◆ What to produce ◆
Give back all of the data unchanged. Keep every word as it is.

--------------------

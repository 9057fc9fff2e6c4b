use std::env;

use anyhow::Context;

#[derive(Debug, Clone)]
pub struct Config {
    pub database_url: String,
    pub database_max_connections: u32,
    pub host: String,
    pub port: u16,

    // Mini-app origins allowed by CORS
    pub frontend_url: String,
    pub cors_extra_origins: Vec<String>,

    pub telegram_bot_token: Option<String>,
    pub telegram_api_url: String,
}

impl Config {
    pub fn from_env() -> anyhow::Result<Self> {
        Ok(Self {
            database_url: env::var("DATABASE_URL").context("DATABASE_URL must be set")?,
            database_max_connections: env::var("DATABASE_MAX_CONNECTIONS")
                .unwrap_or_else(|_| "20".into())
                .parse()
                .context("DATABASE_MAX_CONNECTIONS must be a number")?,
            host: env::var("HOST").unwrap_or_else(|_| "0.0.0.0".into()),
            port: env::var("PORT")
                .unwrap_or_else(|_| "8080".into())
                .parse()
                .context("PORT must be a number")?,

            frontend_url: env::var("FRONTEND_URL")
                .unwrap_or_else(|_| "http://localhost:3000".into()),
            cors_extra_origins: env::var("CORS_EXTRA_ORIGINS")
                .map(|v| parse_origin_list(&v))
                .unwrap_or_default(),

            telegram_bot_token: env::var("TELEGRAM_BOT_TOKEN").ok().filter(|s| !s.is_empty()),
            telegram_api_url: env::var("TELEGRAM_API_URL")
                .unwrap_or_else(|_| "https://api.telegram.org".into()),
        })
    }

    pub fn listen_addr(&self) -> String {
        format!("{}:{}", self.host, self.port)
    }

    /// Every origin the mini-app may be served from.
    pub fn allowed_origins(&self) -> Vec<String> {
        std::iter::once(self.frontend_url.clone())
            .chain(self.cors_extra_origins.iter().cloned())
            .collect()
    }
}

fn parse_origin_list(raw: &str) -> Vec<String> {
    raw.split(',')
        .map(str::trim)
        .filter(|o| !o.is_empty())
        .map(String::from)
        .collect()
}

#[cfg(test)]
impl Config {
    pub fn for_tests() -> Self {
        Self {
            database_url: "postgres://localhost/sleeplog_test".into(),
            database_max_connections: 1,
            host: "127.0.0.1".into(),
            port: 0,
            frontend_url: "http://localhost:3000".into(),
            cors_extra_origins: Vec::new(),
            telegram_bot_token: None,
            telegram_api_url: "http://127.0.0.1:9".into(),
        }
    }
}
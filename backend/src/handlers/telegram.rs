use axum::{
    extract::{rejection::JsonRejection, State},
    Json,
};
use chrono::Local;

use crate::bot::{handle_command, parse_command, Update};
use crate::dto::OkResponse;
use crate::AppState;

/// Telegram webhook. Always answers 200 so Telegram does not redeliver;
/// anything that is not a text message from a user is acknowledged and dropped.
pub async fn webhook(
    State(state): State<AppState>,
    payload: Result<Json<Update>, JsonRejection>,
) -> Json<OkResponse> {
    let update = match payload {
        Ok(Json(update)) => update,
        Err(e) => {
            tracing::warn!(error = %e, "Ignoring malformed Telegram update");
            return Json(OkResponse::new());
        }
    };

    let Some(message) = update.message else {
        tracing::debug!(update_id = update.update_id, "Update without message");
        return Json(OkResponse::new());
    };
    let chat_id = message.chat.id;
    let (Some(sender), Some(text)) = (message.from, message.text) else {
        return Json(OkResponse::new());
    };

    let command = parse_command(&text);
    tracing::debug!(update_id = update.update_id, telegram_id = sender.id, ?command, "Bot command");

    let today = Local::now().date_naive();
    let reply = handle_command(state.store.as_ref(), &sender, command, today).await;

    match &state.telegram {
        Some(client) => {
            if let Err(e) = client.send_message(chat_id, &reply).await {
                tracing::warn!(error = %e, chat_id, "Failed to send Telegram reply");
            }
        }
        None => tracing::debug!(chat_id, "TELEGRAM_BOT_TOKEN not set, reply not sent"),
    }

    Json(OkResponse::new())
}
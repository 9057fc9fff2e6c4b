use axum::{
    extract::{rejection::PathRejection, Path, State},
    Json,
};
use chrono::Local;

use crate::dto::{DataResponse, StreakResponse};
use crate::error::AppResult;
use crate::services::dashboard::{self, Dashboard};
use crate::AppState;

pub async fn get_dashboard(
    State(state): State<AppState>,
    path: Result<Path<i64>, PathRejection>,
) -> AppResult<Json<DataResponse<Dashboard>>> {
    let Path(telegram_id) = path?;
    let dash = dashboard::dashboard(state.store.as_ref(), telegram_id).await?;
    Ok(Json(DataResponse::new(dash)))
}

pub async fn get_streak(
    State(state): State<AppState>,
    path: Result<Path<i64>, PathRejection>,
) -> AppResult<Json<StreakResponse>> {
    let Path(telegram_id) = path?;
    let today = Local::now().date_naive();
    let summary = dashboard::streak(state.store.as_ref(), telegram_id, today).await?;

    Ok(Json(StreakResponse {
        ok: true,
        streak: summary.current,
        longest_streak: summary.longest,
    }))
}
//! Runtime layer for TMS Training Insights.
//!
//! Owns the memoized, process-wide dataset snapshot: ingestion runs once,
//! readers share the immutable result, and refresh atomically replaces it.

pub mod store;

pub use store::SnapshotStore;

--------------------

◆ Output of the exercise ◆
repository 9057fc9fff2e6c4b
use std::env;

use anyhow::Context;

#[derive(Debug, Clone)]
pub struct Config {
    pub database_url: String,
    pub database_max_connections: u32,
    pub host: String,
    pub port: u16,

    // Mini-app origins allowed by CORS
    pub frontend_url: String,
    pub cors_extra_origins: Vec<String>,

    pub telegram_bot_token: Option<String>,
    pub telegram_api_url: String,
}

impl Config {
    pub fn from_env() -> anyhow::Result<Self> {
        Ok(Self {
            database_url: env::var("DATABASE_URL").context("DATABASE_URL must be set")?,
            database_max_connections: env::var("DATABASE_MAX_CONNECTIONS")
                .unwrap_or_else(|_| "20".into())
                .parse()
                .context("DATABASE_MAX_CONNECTIONS must be a number")?,
            host: env::var("HOST").unwrap_or_else(|_| "0.0.0.0".into()),
            port: env::var("PORT")
                .unwrap_or_else(|_| "8080".into())
                .parse()
                .context("PORT must be a number")?,

            frontend_url: env::var("FRONTEND_URL")
                .unwrap_or_else(|_| "http://localhost:3000".into()),
            cors_extra_origins: env::var("CORS_EXTRA_ORIGINS")
                .map(|v| parse_origin_list(&v))
                .unwrap_or_default(),

            telegram_bot_token: env::var("TELEGRAM_BOT_TOKEN").ok().filter(|s| !s.is_empty()),
            telegram_api_url: env::var("TELEGRAM_API_URL")
                .unwrap_or_else(|_| "https://api.telegram.org".into()),
        })
    }

    pub fn listen_addr(&self) -> String {
        format!("{}:{}", self.host, self.port)
    }

    /// Every origin the mini-app may be served from.
    pub fn allowed_origins(&self) -> Vec<String> {
        std::iter::once(self.frontend_url.clone())
            .chain(self.cors_extra_origins.iter().cloned())
            .collect()
    }
}

fn parse_origin_list(raw: &str) -> Vec<String> {
    raw.split(',')
        .map(str::trim)
        .filter(|o| !o.is_empty())
        .map(String::from)
        .collect()
}

#[cfg(test)]
impl Config {
    pub fn for_tests() -> Self {
        Self {
            database_url: "postgres://localhost/sleeplog_test".into(),
            database_max_connections: 1,
            host: "127.0.0.1".into(),
            port: 0,
            frontend_url: "http://localhost:3000".into(),
            cors_extra_origins: Vec::new(),
            telegram_bot_token: None,
            telegram_api_url: "http://127.0.0.1:9".into(),
        }
    }
}
filename backend/src/handlers/telegram.rs
use axum::{
    extract::{rejection::JsonRejection, State},
    Json,
};
use chrono::Local;

use crate::bot::{handle_command, parse_command, Update};
use crate::dto::OkResponse;
use crate::AppState;

/// Telegram webhook. Always answers 200 so Telegram does not redeliver;
/// anything that is not a text message from a user is acknowledged and dropped.
pub async fn webhook(
    State(state): State<AppState>,
    payload: Result<Json<Update>, JsonRejection>,
) -> Json<OkResponse> {
    let update = match payload {
        Ok(Json(update)) => update,
        Err(e) => {
            tracing::warn!(error = %e, "Ignoring malformed Telegram update");
            return Json(OkResponse::new());
        }
    };

    let Some(message) = update.message else {
        tracing::debug!(update_id = update.update_id, "Update without message");
        return Json(OkResponse::new());
    };
    let chat_id = message.chat.id;
    let (Some(sender), Some(text)) = (message.from, message.text) else {
        return Json(OkResponse::new());
    };

    let command = parse_command(&text);
    tracing::debug!(update_id = update.update_id, telegram_id = sender.id, ?command, "Bot command");

    let today = Local::now().date_naive();
    let reply = handle_command(state.store.as_ref(), &sender, command, today).await;

    match &state.telegram {
        Some(client) => {
            if let Err(e) = client.send_message(chat_id, &reply).await {
                tracing::warn!(error = %e, chat_id, "Failed to send Telegram reply");
            }
        }
        None => tracing::debug!(chat_id, "TELEGRAM_BOT_TOKEN not set, reply not sent"),
    }

    Json(OkResponse::new())
}
repository 9057fc9fff2e6c4b
use axum::{
    extract::{rejection::PathRejection, Path, State},
    Json,
};
use chrono::Local;

use crate::dto::{DataResponse, StreakResponse};
use crate::error::AppResult;
use crate::services::dashboard::{self, Dashboard};
use crate::AppState;

pub async fn get_dashboard(
    State(state): State<AppState>,
    path: Result<Path<i64>, PathRejection>,
) -> AppResult<Json<DataResponse<Dashboard>>> {
    let Path(telegram_id) = path?;
    let dash = dashboard::dashboard(state.store.as_ref(), telegram_id).await?;
    Ok(Json(DataResponse::new(dash)))
}

pub async fn get_streak(
    State(state): State<AppState>,
    path: Result<Path<i64>, PathRejection>,
) -> AppResult<Json<StreakResponse>> {
    let Path(telegram_id) = path?;
    let today = Local::now().date_naive();
    let summary = dashboard::streak(state.store.as_ref(), telegram_id, today).await?;

    Ok(Json(StreakResponse {
        ok: true,
        streak: summary.current,
        longest_streak: summary.longest,
    }))
}
//! Runtime layer for TMS Training Insights.
//!
//! Owns the memoized, process-wide dataset snapshot: ingestion runs once,
//! readers share the immutable result, and refresh atomically replaces it.

pub mod store;

pub use store::SnapshotStore;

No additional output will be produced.